As for my Nan, I spoke to her about life with “The White Australia Policy” http://en.wikipedia.org/wiki/White_Australia_policy and second class treatment of indigenous Australians http://en.wikipedia.org/wiki/Indigenous_Australians
My Nan never complained a day in her life, not then and not when I asked her, I never got the real story from her, but in hindsight I can see how damaged she was; she never complained because she never thought she had the right, even long after the policy was gone, even til the day she died.
She spent 30 FUCKING years with an absolute CUNT who would beat her, and she never complained, it never occurred to her that she could just leave, she thought it was normal.
@trek79, sorry to hear about that last bit, Ray. I can’t imagine what it’s like going through life in similar conditions and never thinking I have a choice to leave…thinking that that was all I was stuck with.
At least we can say that as time passes, we seem to be getting more civilized in this regard. I know it isn’t much consolation to those who’ve had to go through the bad times, or to those whose whole life was spent in the bad times. But at least they are wearing away with each generation, and I think they are doing so at a faster rate too.
PS after reading your post, I read up a little about Princess Diana.
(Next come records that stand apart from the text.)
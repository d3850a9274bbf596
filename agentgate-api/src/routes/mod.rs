/// API route handlers
///
/// This module contains all route handlers organized by endpoint:
///
/// - `health`: Health check endpoint
/// - `agent_card`: Published tenant capability card
/// - `send_message`: Blocking message submission
/// - `stream_message`: Streaming message submission (SSE)
/// - `get_task`: Task snapshot lookup
/// - `cancel_task`: Task cancellation

pub mod health;
pub mod agent_card;
pub mod send_message;
pub mod stream_message;
pub mod get_task;
pub mod cancel_task;

use axum::http::HeaderMap;

/// Header carrying the caller's opaque API key
pub const API_KEY_HEADER: &str = "x-api-key";

/// Extracts the API key header, if the caller sent one
///
/// The gateway does not validate the key; it is passed through to the
/// executor as explicit per-call data.
pub(crate) fn api_key(headers: &HeaderMap) -> Option<String> {
    headers
        .get(API_KEY_HEADER)
        .and_then(|value| value.to_str().ok())
        .map(|value| value.to_string())
}
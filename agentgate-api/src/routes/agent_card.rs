/// Agent card discovery endpoint
///
/// Serves the static capability card for a mounted tenant. The card is
/// built once at mount time; this handler only clones it.
///
/// # Endpoint
///
/// ```text
/// GET /:tenant_id/.well-known/agent.json
/// ```
///
/// # Errors
///
/// - 404 Not Found: No agent mounted for the tenant

use crate::app::AppState;
use crate::error::ApiResult;
use agentgate_core::models::card::AgentCard;
use axum::{
    extract::{Path, State},
    Json,
};

/// Agent card handler
pub async fn agent_card(
    State(state): State<AppState>,
    Path(tenant_id): Path<String>,
) -> ApiResult<Json<AgentCard>> {
    let mount = state.registry.resolve(&tenant_id)?;
    Ok(Json(mount.card().clone()))
}
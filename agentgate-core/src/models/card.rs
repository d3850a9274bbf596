/// Agent capability card
///
/// The card is a static, self-describing manifest for one mounted tenant:
/// what the agent can do, which input and output modes it accepts, and
/// whether it streams. It is built once at mount time and served read-only
/// at the tenant's well-known path; it never changes afterwards.

use serde::{Deserialize, Serialize};

/// Optional capabilities advertised by an agent
#[derive(Debug, Clone, Default, Serialize, Deserialize)]
pub struct AgentCapabilities {
    /// Whether the agent supports SSE streaming of task events
    pub streaming: bool,
}

/// A distinct skill the agent can perform
#[derive(Debug, Clone, Serialize, Deserialize)]
pub struct AgentSkill {
    /// Unique skill identifier
    pub id: String,

    /// Human-readable skill name
    pub name: String,

    /// What the skill does
    pub description: String,

    /// Keywords describing the skill
    pub tags: Vec<String>,

    /// Example prompts this skill handles
    #[serde(skip_serializing_if = "Vec::is_empty", default)]
    pub examples: Vec<String>,
}

/// Static descriptor of one tenant's advertised capabilities
#[derive(Debug, Clone, Serialize, Deserialize)]
pub struct AgentCard {
    /// Tenant identifier this card describes
    pub name: String,

    /// Human-readable display name
    #[serde(rename = "displayName")]
    pub display_name: String,

    /// What this agent does
    pub description: String,

    /// Base URL the tenant is mounted at
    pub url: String,

    /// Card schema version
    pub version: String,

    /// Input modes accepted by default
    #[serde(rename = "defaultInputModes")]
    pub default_input_modes: Vec<String>,

    /// Output modes produced by default
    #[serde(rename = "defaultOutputModes")]
    pub default_output_modes: Vec<String>,

    /// Optional capabilities
    pub capabilities: AgentCapabilities,

    /// Skills the agent advertises
    pub skills: Vec<AgentSkill>,
}

#[cfg(test)]
mod tests {
    use super::*;

    fn sample_card() -> AgentCard {
        AgentCard {
            name: "demo".to_string(),
            display_name: "Demo".to_string(),
            description: "Echo agent".to_string(),
            url: "http://localhost:9999/demo/".to_string(),
            version: "1.0.0".to_string(),
            default_input_modes: vec!["text".to_string()],
            default_output_modes: vec!["text".to_string()],
            capabilities: AgentCapabilities { streaming: true },
            skills: vec![AgentSkill {
                id: "echo".to_string(),
                name: "Echo".to_string(),
                description: "Echoes the input back".to_string(),
                tags: vec!["echo".to_string()],
                examples: vec!["hi".to_string()],
            }],
        }
    }

    #[test]
    fn test_card_wire_form_uses_camel_case() {
        let json = serde_json::to_string(&sample_card()).unwrap();
        assert!(json.contains("\"defaultInputModes\""));
        assert!(json.contains("\"defaultOutputModes\""));
        assert!(json.contains("\"displayName\""));
        assert!(json.contains("\"streaming\":true"));
    }

    #[test]
    fn test_card_round_trips() {
        let card = sample_card();
        let json = serde_json::to_string(&card).unwrap();
        let parsed: AgentCard = serde_json::from_str(&json).unwrap();
        assert_eq!(parsed.name, "demo");
        assert_eq!(parsed.skills.len(), 1);
        assert_eq!(parsed.skills[0].id, "echo");
    }
}
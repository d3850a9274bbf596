/// Task model and lifecycle state machine
///
/// This module provides the Task record representing one unit of requested
/// work for a tenant, together with the state machine that governs its
/// lifecycle. Tasks are the core entity of the agentgate system.
///
/// # State Machine
///
/// ```text
/// submitted → working ⇄ input-required
///           working → completed
///                   → failed
///                   → canceled
/// ```
///
/// `input-required` is a parked, non-terminal state: a task may sit there
/// indefinitely until the caller resumes it or cancels it. Terminal states
/// never transition again.
///
/// # Example
///
/// ```
/// use agentgate_core::models::task::{Task, TaskState, TaskStatus};
/// use uuid::Uuid;
///
/// let mut task = Task::new(Uuid::new_v4());
/// assert_eq!(task.status.state, TaskState::Submitted);
///
/// task.apply_status(TaskStatus::new(TaskState::Working, None));
/// assert!(!task.status.state.is_terminal());
/// ```

use crate::models::content::{Artifact, Message};
use chrono::{DateTime, Utc};
use serde::{Deserialize, Serialize};
use std::fmt;
use uuid::Uuid;

/// Task execution state
#[derive(Debug, Clone, Copy, PartialEq, Eq, Serialize, Deserialize)]
#[serde(rename_all = "kebab-case")]
pub enum TaskState {
    /// Task has been accepted and recorded
    Submitted,

    /// Task is actively being worked on by the agent
    Working,

    /// Agent is parked waiting for further caller input
    InputRequired,

    /// Task finished successfully
    Completed,

    /// Task finished with an error
    Failed,

    /// Task was canceled by the caller or the gateway
    Canceled,
}

impl TaskState {
    /// Converts state to its wire string
    pub fn as_str(&self) -> &'static str {
        match self {
            TaskState::Submitted => "submitted",
            TaskState::Working => "working",
            TaskState::InputRequired => "input-required",
            TaskState::Completed => "completed",
            TaskState::Failed => "failed",
            TaskState::Canceled => "canceled",
        }
    }

    /// Checks if state is terminal (no further transition possible)
    pub fn is_terminal(&self) -> bool {
        matches!(
            self,
            TaskState::Completed | TaskState::Failed | TaskState::Canceled
        )
    }

    /// Checks if transition to target state is valid
    pub fn can_transition_to(&self, target: TaskState) -> bool {
        match (self, target) {
            // Terminal states cannot transition
            (state, _) if state.is_terminal() => false,

            // Submitted is only ever entered once, at creation
            (_, TaskState::Submitted) => false,

            // Working and input-required may alternate any number of
            // times; any non-terminal state may reach a terminal one
            _ => true,
        }
    }
}

impl fmt::Display for TaskState {
    fn fmt(&self, f: &mut fmt::Formatter<'_>) -> fmt::Result {
        f.write_str(self.as_str())
    }
}

/// One point-in-time status of a task
#[derive(Debug, Clone, Serialize, Deserialize)]
pub struct TaskStatus {
    /// Lifecycle state
    pub state: TaskState,

    /// Optional agent message attached to the transition
    #[serde(skip_serializing_if = "Option::is_none")]
    pub message: Option<Message>,

    /// When the status was reached
    pub timestamp: DateTime<Utc>,
}

impl TaskStatus {
    /// Creates a status stamped with the current time
    pub fn new(state: TaskState, message: Option<Message>) -> Self {
        TaskStatus {
            state,
            message,
            timestamp: Utc::now(),
        }
    }
}

/// Task record representing one unit of requested work
#[derive(Debug, Clone, Serialize, Deserialize)]
pub struct Task {
    /// Unique task ID, generated at creation, immutable
    pub id: Uuid,

    /// Logical session this task belongs to, immutable once assigned
    #[serde(rename = "contextId")]
    pub context_id: Uuid,

    /// Current status
    pub status: TaskStatus,

    /// Ordered, append-only sequence of every status reached
    pub history: Vec<TaskStatus>,

    /// Ordered sequence of output artifacts produced during execution
    pub artifacts: Vec<Artifact>,

    /// When the task was created
    #[serde(rename = "createdAt")]
    pub created_at: DateTime<Utc>,

    /// When the task was last updated
    #[serde(rename = "updatedAt")]
    pub updated_at: DateTime<Utc>,
}

impl Task {
    /// Creates a new task in submitted state with an empty history
    ///
    /// The submitted status is appended to the history by the task
    /// updater's `submit()` call, which also emits the matching event.
    pub fn new(context_id: Uuid) -> Self {
        let now = Utc::now();
        Task {
            id: Uuid::new_v4(),
            context_id,
            status: TaskStatus {
                state: TaskState::Submitted,
                message: None,
                timestamp: now,
            },
            history: Vec::new(),
            artifacts: Vec::new(),
            created_at: now,
            updated_at: now,
        }
    }

    /// Applies a new status, appending it to the history
    pub fn apply_status(&mut self, status: TaskStatus) {
        self.history.push(status.clone());
        self.status = status;
        self.updated_at = Utc::now();
    }

    /// Appends an artifact without changing status
    pub fn add_artifact(&mut self, artifact: Artifact) {
        self.artifacts.push(artifact);
        self.updated_at = Utc::now();
    }
}

#[cfg(test)]
mod tests {
    use super::*;
    use crate::models::content::Part;

    #[test]
    fn test_task_state_as_str() {
        assert_eq!(TaskState::Submitted.as_str(), "submitted");
        assert_eq!(TaskState::Working.as_str(), "working");
        assert_eq!(TaskState::InputRequired.as_str(), "input-required");
        assert_eq!(TaskState::Completed.as_str(), "completed");
        assert_eq!(TaskState::Failed.as_str(), "failed");
        assert_eq!(TaskState::Canceled.as_str(), "canceled");
    }

    #[test]
    fn test_task_state_wire_form() {
        let json = serde_json::to_string(&TaskState::InputRequired).unwrap();
        assert_eq!(json, "\"input-required\"");

        let state: TaskState = serde_json::from_str("\"canceled\"").unwrap();
        assert_eq!(state, TaskState::Canceled);
    }

    #[test]
    fn test_task_state_is_terminal() {
        assert!(!TaskState::Submitted.is_terminal());
        assert!(!TaskState::Working.is_terminal());
        assert!(!TaskState::InputRequired.is_terminal());
        assert!(TaskState::Completed.is_terminal());
        assert!(TaskState::Failed.is_terminal());
        assert!(TaskState::Canceled.is_terminal());
    }

    #[test]
    fn test_task_state_transitions() {
        // Submitted transitions
        assert!(TaskState::Submitted.can_transition_to(TaskState::Working));
        assert!(TaskState::Submitted.can_transition_to(TaskState::Completed));
        assert!(TaskState::Submitted.can_transition_to(TaskState::Canceled));

        // Working and input-required may alternate
        assert!(TaskState::Working.can_transition_to(TaskState::InputRequired));
        assert!(TaskState::InputRequired.can_transition_to(TaskState::Working));
        assert!(TaskState::Working.can_transition_to(TaskState::Working));

        // Parked tasks can still be canceled
        assert!(TaskState::InputRequired.can_transition_to(TaskState::Canceled));

        // Submitted is never re-entered
        assert!(!TaskState::Working.can_transition_to(TaskState::Submitted));

        // Terminal states cannot transition
        assert!(!TaskState::Completed.can_transition_to(TaskState::Working));
        assert!(!TaskState::Failed.can_transition_to(TaskState::Canceled));
        assert!(!TaskState::Canceled.can_transition_to(TaskState::Completed));
    }

    #[test]
    fn test_task_history_is_append_only() {
        let mut task = Task::new(Uuid::new_v4());
        assert!(task.history.is_empty());

        task.apply_status(TaskStatus::new(TaskState::Submitted, None));
        task.apply_status(TaskStatus::new(
            TaskState::Working,
            Some(Message::agent_text("thinking")),
        ));
        task.apply_status(TaskStatus::new(TaskState::Completed, None));

        assert_eq!(task.history.len(), 3);
        assert_eq!(task.history[0].state, TaskState::Submitted);
        assert_eq!(task.history[1].state, TaskState::Working);
        assert_eq!(task.history[2].state, TaskState::Completed);
        assert_eq!(task.status.state, TaskState::Completed);
    }

    #[test]
    fn test_task_artifacts_keep_order() {
        let mut task = Task::new(Uuid::new_v4());
        task.add_artifact(Artifact::new(Some("first".to_string()), vec![Part::text("a")]));
        task.add_artifact(Artifact::new(Some("second".to_string()), vec![Part::text("b")]));

        assert_eq!(task.artifacts.len(), 2);
        assert_eq!(task.artifacts[0].name.as_deref(), Some("first"));
        assert_eq!(task.artifacts[1].name.as_deref(), Some("second"));
    }
}
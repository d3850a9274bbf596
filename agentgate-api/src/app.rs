/// Application state and router builder
///
/// This module defines the shared application state and provides
/// a function to build the Axum router with all routes and middleware.
///
/// # Example
///
/// ```no_run
/// use agentgate_api::{app::AppState, config::Config, mounts::TenantRegistry};
///
/// # async fn example() -> anyhow::Result<()> {
/// let config = Config::from_env()?;
/// let registry = TenantRegistry::from_config(&config);
/// let state = AppState::new(registry, config);
/// let app = agentgate_api::app::build_router(state);
/// # Ok(())
/// # }
/// ```

use crate::{config::Config, mounts::TenantRegistry};
use axum::{
    http::{header, HeaderName, HeaderValue, Method},
    routing::{get, post},
    Router,
};
use std::sync::Arc;
use tower_http::{
    cors::CorsLayer,
    trace::{DefaultMakeSpan, DefaultOnResponse, TraceLayer},
};
use tracing::Level;

/// Shared application state
///
/// This is cloned for each request handler via Axum's `State` extractor.
/// Uses Arc internally for cheap cloning.
#[derive(Clone)]
pub struct AppState {
    /// Tenant mounting table, built once at startup
    pub registry: Arc<TenantRegistry>,

    /// Application configuration
    pub config: Arc<Config>,
}

impl AppState {
    /// Creates new application state
    pub fn new(registry: TenantRegistry, config: Config) -> Self {
        Self {
            registry: Arc::new(registry),
            config: Arc::new(config),
        }
    }
}

/// Builds the complete Axum router with all routes and middleware
///
/// # Architecture
///
/// ```text
/// /
/// ├── /health                                  # Health check (public)
/// └── /:tenant_id/                             # Per-tenant surface
///     ├── GET  /.well-known/agent.json         # Capability card
///     ├── POST /message/send                   # Blocking submission
///     ├── POST /message/stream                 # Streaming submission (SSE)
///     ├── GET  /tasks/:task_id                 # Task snapshot
///     └── POST /tasks/:task_id/cancel          # Cancellation
/// ```
///
/// The tenant segment is resolved against the registry inside each
/// handler, so an unknown tenant is a 404 regardless of the suffix.
///
/// # Middleware Stack
///
/// Applied in order (bottom to top):
/// 1. Logging (tower-http TraceLayer)
/// 2. CORS (tower-http CorsLayer)
pub fn build_router(state: AppState) -> Router {
    use crate::routes;

    let tenant_routes = Router::new()
        .route(
            "/:tenant_id/.well-known/agent.json",
            get(routes::agent_card::agent_card),
        )
        .route(
            "/:tenant_id/message/send",
            post(routes::send_message::send_message),
        )
        .route(
            "/:tenant_id/message/stream",
            post(routes::stream_message::stream_message),
        )
        .route(
            "/:tenant_id/tasks/:task_id",
            get(routes::get_task::get_task),
        )
        .route(
            "/:tenant_id/tasks/:task_id/cancel",
            post(routes::cancel_task::cancel_task),
        );

    // Configure CORS based on environment
    let cors = if state.config.api.cors_origins.contains(&"*".to_string()) {
        // Development mode: permissive CORS
        CorsLayer::permissive()
    } else {
        let origins: Vec<HeaderValue> = state
            .config
            .api
            .cors_origins
            .iter()
            .filter_map(|origin| origin.parse().ok())
            .collect();

        CorsLayer::new()
            .allow_origin(origins)
            .allow_methods([Method::GET, Method::POST, Method::OPTIONS])
            .allow_headers([
                header::CONTENT_TYPE,
                HeaderName::from_static(routes::API_KEY_HEADER),
            ])
            .max_age(std::time::Duration::from_secs(3600))
    };

    Router::new()
        .route("/health", get(routes::health::health_check))
        .merge(tenant_routes)
        .layer(
            TraceLayer::new_for_http()
                .make_span_with(DefaultMakeSpan::new().level(Level::INFO))
                .on_response(DefaultOnResponse::new().level(Level::INFO)),
        )
        .layer(cors)
        .with_state(state)
}
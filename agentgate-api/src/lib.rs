//! # agentgate API Server Library
//!
//! This library provides the HTTP surface of the agentgate gateway:
//! tenant mounting, the request handler that drives agent executions,
//! and the Axum routes for message submission, streaming, task lookup
//! and cancellation.
//!
//! ## Modules
//!
//! - `app`: Application state and router builder
//! - `config`: Configuration management
//! - `error`: Error handling and HTTP response mapping
//! - `handler`: Request handler driving task executions
//! - `mounts`: Tenant mounts and the routing table
//! - `routes`: API route handlers

pub mod app;
pub mod config;
pub mod error;
pub mod handler;
pub mod mounts;
pub mod routes;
It turns out that not only did she go to college without really having to, but also worked actual jobs without having to. She was a nanny in her youth, which, well, is a job and bears quite a bit of responsibility. While I have not much love for working for others, it did make me feel a bit sheepish about all the times I’ve complained about work, thinking of how even someone of noble birth, who never really had to have a job, still worked one anyway.
@theskafish, Yeah, Mandela brought some emotions up that I felt I should share, those days may be over but we still have scars from them and we still have the kinds of elements that led to that in the first place. With humanity it really is a case of messing up, learning, cleaning up, forgetting, messing up again…in a continuous loop :p
I think with Mandela; he was a good kid who was driven to extremes, became jaded, plotted revenge, had intentions for flipping the board, but somewhere along the line he saw that all people in all the world were standing behind him for equality, he just wanted the power to take South Africa but found himself with the burden of being an icon for such a strong and just cause.
Not only did he change the world but the world changed him, or maybe saved him. It has happened all over Africa; Whites conceded power and were subsequently driven out, but it seems that because of Mandela, that is not going to happen in South Africa, not in the foreseeable future anyway.